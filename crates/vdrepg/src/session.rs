use std::borrow::Cow;
use std::collections::BTreeMap;
use std::future::Future;
use std::sync::Arc;

use tokio::io::{AsyncRead, AsyncWrite};
use tokio::sync::mpsc::Receiver;
use tracing::{debug, trace};

use vdrepg_svdrp::{Client, ReplyCode, command};

use crate::channel::{ChannelDescriptor, ChannelDirectory};
use crate::event::GuideEvent;

#[derive(Clone, Debug, Eq, PartialEq)]
pub enum SessionState {
    Disconnected,
    AwaitingGreeting,
    Ready,
    /// A `PUTE` block is open and carries events of this call sign.
    ChannelOpen(String),
    Closing,
    Closed,
    Fault,
}

/// Events loaded per call sign.
#[derive(Clone, Debug, Default, Eq, PartialEq)]
pub struct Summary {
    pub loaded: BTreeMap<String, usize>,
}

impl Summary {
    pub fn events(&self) -> usize {
        self.loaded.values().sum()
    }
}

/// Encodes a text field for a single EPG data line. VDR uses `|` for line breaks.
fn line_text(text: &str) -> Cow<'_, str> {
    if !text.contains(['\r', '\n']) {
        return Cow::Borrowed(text);
    }

    Cow::Owned(text.replace("\r\n", "|").replace('\n', "|").replace('\r', ""))
}

/// Pushes guide events into VDR's EPG over SVDRP.
///
/// The EPG is cleared first, then consecutive events of a channel are sent in one
/// `PUTE` block. Only the greeting and the commands opening and closing blocks are
/// answered by VDR; event data is streamed without replies. Any unexpected reply
/// ends the session in [`SessionState::Fault`].
pub struct Session {
    directory: Arc<ChannelDirectory>,
    state: SessionState,
    loaded: BTreeMap<String, usize>,
}

impl Session {
    pub fn new(directory: Arc<ChannelDirectory>) -> Self {
        Self {
            directory,
            state: SessionState::Disconnected,
            loaded: BTreeMap::new(),
        }
    }

    pub fn state(&self) -> &SessionState {
        &self.state
    }

    fn transition(&mut self, state: SessionState) {
        trace!(from = ?self.state, to = ?state, "Session state changed");
        self.state = state;
    }

    /// Connects and sends every event received until the sender side is closed.
    pub async fn run<S, F>(
        &mut self,
        connect: F,
        events: Receiver<GuideEvent>,
    ) -> vdrepg_svdrp::Result<Summary>
    where
        S: AsyncRead + AsyncWrite + Unpin,
        F: Future<Output = vdrepg_svdrp::Result<Client<S>>>,
    {
        match self.drive(connect, events).await {
            Ok(summary) => Ok(summary),
            Err(err) => {
                self.transition(SessionState::Fault);
                Err(err)
            }
        }
    }

    async fn drive<S, F>(
        &mut self,
        connect: F,
        mut events: Receiver<GuideEvent>,
    ) -> vdrepg_svdrp::Result<Summary>
    where
        S: AsyncRead + AsyncWrite + Unpin,
        F: Future<Output = vdrepg_svdrp::Result<Client<S>>>,
    {
        let mut client = connect.await?;
        self.transition(SessionState::AwaitingGreeting);

        let greeting = client.expect_reply(ReplyCode::ServiceReady).await?;
        debug!(greeting = greeting.text(), "Connected to VDR");

        client
            .command(command::CLEAR_EPG, ReplyCode::ActionOk)
            .await?;
        self.transition(SessionState::Ready);

        while let Some(event) = events.recv().await {
            self.send_event(&mut client, event).await?;
        }

        if matches!(self.state, SessionState::ChannelOpen(_)) {
            self.close_channel(&mut client).await?;
        }

        self.transition(SessionState::Closing);
        client
            .command(command::QUIT, ReplyCode::ServiceClosing)
            .await?;
        client.shutdown().await?;
        self.transition(SessionState::Closed);

        Ok(Summary {
            loaded: std::mem::take(&mut self.loaded),
        })
    }

    async fn send_event<S: AsyncRead + AsyncWrite + Unpin>(
        &mut self,
        client: &mut Client<S>,
        event: GuideEvent,
    ) -> vdrepg_svdrp::Result<()> {
        let directory = self.directory.clone();
        let Some((call_sign, channel)) = event
            .call_sign
            .as_deref()
            .and_then(|call_sign| Some((call_sign, directory.get(call_sign)?)))
        else {
            trace!(title = %event.title, "Dropped event of an unknown channel");
            return Ok(());
        };

        if matches!(&self.state, SessionState::ChannelOpen(open) if open != call_sign) {
            self.close_channel(client).await?;
        }

        if self.state == SessionState::Ready {
            self.open_channel(client, call_sign, channel).await?;
        }

        let duration = event.duration();
        client
            .write_line(&format!(
                "E {} {} {} 0",
                event.event_id,
                event.start.timestamp(),
                duration
            ))
            .await?;
        client
            .write_line(&format!("T {}", line_text(&event.title)))
            .await?;
        if !event.sub_title.is_empty() {
            client
                .write_line(&format!("S {}", line_text(&event.sub_title)))
                .await?;
        }
        client
            .write_line(&format!("D {}", line_text(&event.description)))
            .await?;

        let genres = event
            .genres
            .iter()
            .map(u8::to_string)
            .collect::<Vec<_>>()
            .join(" ");
        client.write_line(&format!("G {genres}")).await?;
        client.write_line(&format!("R {}", event.rating)).await?;
        client.write_line("e").await?;
        client.flush().await?;

        *self.loaded.entry(call_sign.to_string()).or_default() += 1;

        Ok(())
    }

    async fn open_channel<S: AsyncRead + AsyncWrite + Unpin>(
        &mut self,
        client: &mut Client<S>,
        call_sign: &str,
        channel: &ChannelDescriptor,
    ) -> vdrepg_svdrp::Result<()> {
        client
            .command(command::PUT_EPG, ReplyCode::StartSendingEpg)
            .await?;
        client
            .write_line(&format!("C {} {}", channel.identifier(), call_sign))
            .await?;

        self.transition(SessionState::ChannelOpen(call_sign.to_string()));

        Ok(())
    }

    async fn close_channel<S: AsyncRead + AsyncWrite + Unpin>(
        &mut self,
        client: &mut Client<S>,
    ) -> vdrepg_svdrp::Result<()> {
        client.write_line(command::END_OF_CHANNEL).await?;
        client
            .command(command::END_OF_DATA, ReplyCode::ActionOk)
            .await?;

        self.transition(SessionState::Ready);

        Ok(())
    }
}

________________

Assignment: Everything above must be retyped. Keep each record exactly the same.

Task output:
filename crates/vdrepg/src/session.rs
use std::borrow::Cow;
use std::collections::BTreeMap;
use std::future::Future;
use std::sync::Arc;

use tokio::io::{AsyncRead, AsyncWrite};
use tokio::sync::mpsc::Receiver;
use tracing::{debug, trace};

use vdrepg_svdrp::{Client, ReplyCode, command};

use crate::channel::{ChannelDescriptor, ChannelDirectory};
use crate::event::GuideEvent;

#[derive(Clone, Debug, Eq, PartialEq)]
pub enum SessionState {
    Disconnected,
    AwaitingGreeting,
    Ready,
    /// A `PUTE` block is open and carries events of this call sign.
    ChannelOpen(String),
    Closing,
    Closed,
    Fault,
}

/// Events loaded per call sign.
#[derive(Clone, Debug, Default, Eq, PartialEq)]
pub struct Summary {
    pub loaded: BTreeMap<String, usize>,
}

impl Summary {
    pub fn events(&self) -> usize {
        self.loaded.values().sum()
    }
}

/// Encodes a text field for a single EPG data line. VDR uses `|` for line breaks.
fn line_text(text: &str) -> Cow<'_, str> {
    if !text.contains(['\r', '\n']) {
        return Cow::Borrowed(text);
    }

    Cow::Owned(text.replace("\r\n", "|").replace('\n', "|").replace('\r', ""))
}

/// Pushes guide events into VDR's EPG over SVDRP.
///
/// The EPG is cleared first, then consecutive events of a channel are sent in one
/// `PUTE` block. Only the greeting and the commands opening and closing blocks are
/// answered by VDR; event data is streamed without replies. Any unexpected reply
/// ends the session in [`SessionState::Fault`].
pub struct Session {
    directory: Arc<ChannelDirectory>,
    state: SessionState,
    loaded: BTreeMap<String, usize>,
}

impl Session {
    pub fn new(directory: Arc<ChannelDirectory>) -> Self {
        Self {
            directory,
            state: SessionState::Disconnected,
            loaded: BTreeMap::new(),
        }
    }

    pub fn state(&self) -> &SessionState {
        &self.state
    }

    fn transition(&mut self, state: SessionState) {
        trace!(from = ?self.state, to = ?state, "Session state changed");
        self.state = state;
    }

    /// Connects and sends every event received until the sender side is closed.
    pub async fn run<S, F>(
        &mut self,
        connect: F,
        events: Receiver<GuideEvent>,
    ) -> vdrepg_svdrp::Result<Summary>
    where
        S: AsyncRead + AsyncWrite + Unpin,
        F: Future<Output = vdrepg_svdrp::Result<Client<S>>>,
    {
        match self.drive(connect, events).await {
            Ok(summary) => Ok(summary),
            Err(err) => {
                self.transition(SessionState::Fault);
                Err(err)
            }
        }
    }

    async fn drive<S, F>(
        &mut self,
        connect: F,
        mut events: Receiver<GuideEvent>,
    ) -> vdrepg_svdrp::Result<Summary>
    where
        S: AsyncRead + AsyncWrite + Unpin,
        F: Future<Output = vdrepg_svdrp::Result<Client<S>>>,
    {
        let mut client = connect.await?;
        self.transition(SessionState::AwaitingGreeting);

        let greeting = client.expect_reply(ReplyCode::ServiceReady).await?;
        debug!(greeting = greeting.text(), "Connected to VDR");

        client
            .command(command::CLEAR_EPG, ReplyCode::ActionOk)
            .await?;
        self.transition(SessionState::Ready);

        while let Some(event) = events.recv().await {
            self.send_event(&mut client, event).await?;
        }

        if matches!(self.state, SessionState::ChannelOpen(_)) {
            self.close_channel(&mut client).await?;
        }

        self.transition(SessionState::Closing);
        client
            .command(command::QUIT, ReplyCode::ServiceClosing)
            .await?;
        client.shutdown().await?;
        self.transition(SessionState::Closed);

        Ok(Summary {
            loaded: std::mem::take(&mut self.loaded),
        })
    }

    async fn send_event<S: AsyncRead + AsyncWrite + Unpin>(
        &mut self,
        client: &mut Client<S>,
        event: GuideEvent,
    ) -> vdrepg_svdrp::Result<()> {
        let directory = self.directory.clone();
        let Some((call_sign, channel)) = event
            .call_sign
            .as_deref()
            .and_then(|call_sign| Some((call_sign, directory.get(call_sign)?)))
        else {
            trace!(title = %event.title, "Dropped event of an unknown channel");
            return Ok(());
        };

        if matches!(&self.state, SessionState::ChannelOpen(open) if open != call_sign) {
            self.close_channel(client).await?;
        }

        if self.state == SessionState::Ready {
            self.open_channel(client, call_sign, channel).await?;
        }

        let duration = event.duration();
        client
            .write_line(&format!(
                "E {} {} {} 0",
                event.event_id,
                event.start.timestamp(),
                duration
            ))
            .await?;
        client
            .write_line(&format!("T {}", line_text(&event.title)))
            .await?;
        if !event.sub_title.is_empty() {
            client
                .write_line(&format!("S {}", line_text(&event.sub_title)))
                .await?;
        }
        client
            .write_line(&format!("D {}", line_text(&event.description)))
            .await?;

        let genres = event
            .genres
            .iter()
            .map(u8::to_string)
            .collect::<Vec<_>>()
            .join(" ");
        client.write_line(&format!("G {genres}")).await?;
        client.write_line(&format!("R {}", event.rating)).await?;
        client.write_line("e").await?;
        client.flush().await?;

        *self.loaded.entry(call_sign.to_string()).or_default() += 1;

        Ok(())
    }

    async fn open_channel<S: AsyncRead + AsyncWrite + Unpin>(
        &mut self,
        client: &mut Client<S>,
        call_sign: &str,
        channel: &ChannelDescriptor,
    ) -> vdrepg_svdrp::Result<()> {
        client
            .command(command::PUT_EPG, ReplyCode::StartSendingEpg)
            .await?;
        client
            .write_line(&format!("C {} {}", channel.identifier(), call_sign))
            .await?;

        self.transition(SessionState::ChannelOpen(call_sign.to_string()));

        Ok(())
    }

    async fn close_channel<S: AsyncRead + AsyncWrite + Unpin>(
        &mut self,
        client: &mut Client<S>,
    ) -> vdrepg_svdrp::Result<()> {
        client.write_line(command::END_OF_CHANNEL).await?;
        client
            .command(command::END_OF_DATA, ReplyCode::ActionOk)
            .await?;

        self.transition(SessionState::Ready);

        Ok(())
    }
}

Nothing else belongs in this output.